// src/permutation/mod.rs

//! Truth-table unrolling of oracles into basis permutations.
//!
//! A table of width `w` has `2^w` entries; entry `i` is the basis index the
//! amplitude at `i` moves to. Basis indices pack the input register in the
//! low `nx` bits and the accumulator in the next `ny` bits, first qubit of
//! each register being the least significant bit.

use crate::core::EmulationError;
use crate::oracles::OracleFunction;
use std::fmt;

/// Default upper bound on `nx + ny` for unrolled tables.
pub const DEFAULT_MAX_REGISTER_WIDTH: usize = 24;

/// An explicit permutation of the basis states of a `width`-qubit register.
///
/// Construction guarantees the length is `2^width`, so domain and codomain
/// always have the same size. Whether the entries actually form a bijection
/// is checked separately by [`crate::validation::check_permutation`].
#[derive(Clone, PartialEq, Eq, Hash)]
pub struct PermutationTable {
    entries: Vec<usize>,
    width: usize,
}

impl PermutationTable {
    /// Wraps raw table entries, typically a hand-written permutation that will
    /// be registered under an operation identifier.
    ///
    /// # Errors
    /// `EmulationError::ContractViolation` if the length is not a positive
    /// power of two.
    pub fn from_entries(entries: Vec<usize>) -> Result<Self, EmulationError> {
        if entries.is_empty() || !entries.len().is_power_of_two() {
            return Err(EmulationError::ContractViolation {
                message: format!("Permutation table length {} is not a positive power of two", entries.len()),
            });
        }
        let width = entries.len().trailing_zeros() as usize;
        Ok(Self { entries, width })
    }

    /// The identity permutation on `width` qubits.
    pub fn identity(width: usize) -> Result<Self, EmulationError> {
        let size = table_size(width)?;
        Ok(Self { entries: (0..size).collect(), width })
    }

    /// The table entries.
    pub fn entries(&self) -> &[usize] {
        &self.entries
    }

    /// Number of qubits the table acts on.
    pub fn width(&self) -> usize {
        self.width
    }

    pub fn len(&self) -> usize {
        self.entries.len()
    }

    pub fn is_empty(&self) -> bool {
        self.entries.is_empty()
    }

    /// Target of basis index `index`.
    pub fn get(&self, index: usize) -> Option<usize> {
        self.entries.get(index).copied()
    }

    /// The inverse permutation.
    ///
    /// Only meaningful for a validated table: entries out of range are
    /// skipped and colliding entries keep the last writer.
    pub fn inverse(&self) -> PermutationTable {
        let mut inverse = vec![0usize; self.entries.len()];
        for (i, &target) in self.entries.iter().enumerate() {
            if let Some(slot) = inverse.get_mut(target) {
                *slot = i;
            }
        }
        PermutationTable { entries: inverse, width: self.width }
    }

    /// `true` if applying the table twice is the identity.
    pub fn is_involution(&self) -> bool {
        self.entries
            .iter()
            .enumerate()
            .all(|(i, &target)| self.entries.get(target) == Some(&i))
    }
}

impl fmt::Debug for PermutationTable {
    fn fmt(&self, f: &mut fmt::Formatter<'_>) -> fmt::Result {
        // Full tables run to millions of entries; show the head only.
        const SHOWN: usize = 16;
        write!(f, "PermutationTable(width={}, [", self.width)?;
        for (i, entry) in self.entries.iter().take(SHOWN).enumerate() {
            write!(f, "{}{}", if i > 0 { ", " } else { "" }, entry)?;
        }
        if self.entries.len() > SHOWN {
            write!(f, ", ...")?;
        }
        write!(f, "])")
    }
}

/// `2^width`, or a contract violation if that does not fit in `usize`.
fn table_size(width: usize) -> Result<usize, EmulationError> {
    u32::try_from(width)
        .ok()
        .and_then(|w| 1usize.checked_shl(w))
        .ok_or_else(|| EmulationError::ContractViolation {
            message: format!("Register width {} overflows the addressable table size", width),
        })
}

/// Unrolls `oracle` into the permutation `(x, y) -> (x, oracle(parameter, x, y))`
/// over an `nx`-qubit input register and an `ny`-qubit accumulator.
///
/// # Errors
/// * `EmulationError::ContractViolation` if `nx + ny` exceeds
///   [`DEFAULT_MAX_REGISTER_WIDTH`] or if the oracle returns a value that
///   does not fit in `ny` bits.
pub fn build_permutation_table(
    oracle: &dyn OracleFunction,
    parameter: u64,
    nx: usize,
    ny: usize,
) -> Result<PermutationTable, EmulationError> {
    build_permutation_table_bounded(oracle, parameter, nx, ny, DEFAULT_MAX_REGISTER_WIDTH)
}

/// [`build_permutation_table`] with an explicit width bound.
pub fn build_permutation_table_bounded(
    oracle: &dyn OracleFunction,
    parameter: u64,
    nx: usize,
    ny: usize,
    max_width: usize,
) -> Result<PermutationTable, EmulationError> {
    let width = nx.checked_add(ny).ok_or_else(|| EmulationError::ContractViolation {
        message: "Register width overflows usize".to_string(),
    })?;
    if width > max_width {
        return Err(EmulationError::ContractViolation {
            message: format!(
                "Register width {} (nx={}, ny={}) exceeds the emulation limit of {} qubits",
                width, nx, ny, max_width
            ),
        });
    }
    let size = table_size(width)?;
    let x_mask = (1usize << nx) - 1;
    let y_mask = (1usize << ny) - 1;

    let mut entries = Vec::with_capacity(size);
    for state in 0..size {
        let x = state & x_mask;
        let y = (state >> nx) & y_mask;
        let z = oracle.evaluate(parameter, x as u64, y as u64);
        if z > y_mask as u64 {
            return Err(EmulationError::ContractViolation {
                message: format!(
                    "Oracle returned {} for (parameter={}, x={}, y={}), which does not fit in {} accumulator qubit(s)",
                    z, parameter, x, y, ny
                ),
            });
        }
        entries.push(x | ((z as usize) << nx));
    }

    tracing::trace!(nx, ny, parameter, size, "unrolled oracle into permutation table");
    Ok(PermutationTable { entries, width })
}
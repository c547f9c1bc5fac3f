mod engine;
mod error;
mod format;
mod metrics;
mod report;
mod scenarios;
mod session;
mod types;
mod validation;

pub use engine::{monthly_rate, project};
pub use error::{ProjectionError, ProjectionOutcome, ValidationError, ValidationErrors};
pub use format::{format_currency, format_percent, month_label};
pub use metrics::{PerformanceBand, ProjectionSummary, compound_annual_growth_rate, summarize};
pub use report::{ROW_HEADERS, export_csv, export_file_name};
pub use scenarios::{SCENARIO_PALETTE, Scenario, ScenarioBook, ScenarioProjection, compare};
pub use session::{NOTES_MAX_CHARS, Session};
pub use types::{MonthlySample, ProjectionParameters, ProjectionResult, SavingsPlan};
pub use validation::validate_plan;
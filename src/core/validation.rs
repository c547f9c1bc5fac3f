use super::error::{ValidationError, ValidationErrors};
use super::types::SavingsPlan;

pub const MAX_INITIAL: f64 = 1_000_000.0;
pub const MAX_MONTHLY: f64 = 50_000.0;
pub const MIN_YEARS: u32 = 1;
pub const MAX_YEARS: u32 = 50;
pub const MIN_ANNUAL_PERCENT: f64 = -20.0;
pub const MAX_ANNUAL_PERCENT: f64 = 50.0;

/// Range checks applied before a plan reaches the engine. Every violation is
/// reported, not just the first.
pub fn validate_plan(plan: &SavingsPlan) -> Result<(), ValidationErrors> {
    let mut errors = ValidationErrors::default();

    check_range(&mut errors, "initial", plan.initial, 0.0, MAX_INITIAL);
    check_range(&mut errors, "monthly", plan.monthly, 0.0, MAX_MONTHLY);
    check_range(
        &mut errors,
        "years",
        f64::from(plan.years),
        f64::from(MIN_YEARS),
        f64::from(MAX_YEARS),
    );
    check_range(
        &mut errors,
        "annualPercent",
        plan.annual_percent,
        MIN_ANNUAL_PERCENT,
        MAX_ANNUAL_PERCENT,
    );

    if errors.is_empty() {
        Ok(())
    } else {
        Err(errors)
    }
}

fn check_range(errors: &mut ValidationErrors, field: &'static str, value: f64, min: f64, max: f64) {
    if !value.is_finite() {
        errors.push(ValidationError::NotFinite { field });
    } else if !(min..=max).contains(&value) {
        errors.push(ValidationError::OutOfRange {
            field,
            value,
            min,
            max,
        });
    }
}

#[cfg(test)]
mod tests {
    use super::*;

    fn plan(initial: f64, monthly: f64, years: u32, annual_percent: f64) -> SavingsPlan {
        SavingsPlan {
            initial,
            monthly,
            years,
            annual_percent,
        }
    }

    #[test]
    fn default_plan_is_valid() {
        assert!(validate_plan(&SavingsPlan::default()).is_ok());
    }

    #[test]
    fn bounds_are_inclusive() {
        assert!(validate_plan(&plan(0.0, 0.0, 1, -20.0)).is_ok());
        assert!(validate_plan(&plan(1_000_000.0, 50_000.0, 50, 50.0)).is_ok());
    }

    #[test]
    fn collects_every_violation() {
        let errors = validate_plan(&plan(-1.0, 50_001.0, 0, 51.0)).expect_err("all four invalid");
        assert_eq!(errors.len(), 4);

        let fields: Vec<&str> = errors
            .errors()
            .iter()
            .map(|e| match e {
                ValidationError::OutOfRange { field, .. } => *field,
                ValidationError::NotFinite { field } => *field,
            })
            .collect();
        assert_eq!(fields, ["initial", "monthly", "years", "annualPercent"]);
    }

    #[test]
    fn reports_upper_bound_breaches() {
        let errors = validate_plan(&plan(1_000_001.0, 0.0, 51, -20.5)).expect_err("invalid");
        let messages = errors.messages();
        assert_eq!(messages.len(), 3);
        assert!(messages[0].contains("initial must be between 0 and 1000000"));
        assert!(messages[1].contains("years"));
        assert!(messages[2].contains("annualPercent"));
    }

    #[test]
    fn non_finite_values_are_reported_separately() {
        let errors = validate_plan(&plan(f64::NAN, f64::INFINITY, 10, 5.0)).expect_err("invalid");
        assert_eq!(
            errors.errors(),
            [
                ValidationError::NotFinite { field: "initial" },
                ValidationError::NotFinite { field: "monthly" },
            ]
        );
        assert!(errors.to_string().contains("initial must be a finite number"));
    }
}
_ _ _ _ _
Work task: Which lines in the records above contain the word "ContractViolation"? Copy each one.

Exercise answer:
    /// `EmulationError::ContractViolation` if the length is not a positive
            return Err(EmulationError::ContractViolation {
        .ok_or_else(|| EmulationError::ContractViolation {
/// * `EmulationError::ContractViolation` if `nx + ny` exceeds
    let width = nx.checked_add(ny).ok_or_else(|| EmulationError::ContractViolation {
        return Err(EmulationError::ContractViolation {
            return Err(EmulationError::ContractViolation {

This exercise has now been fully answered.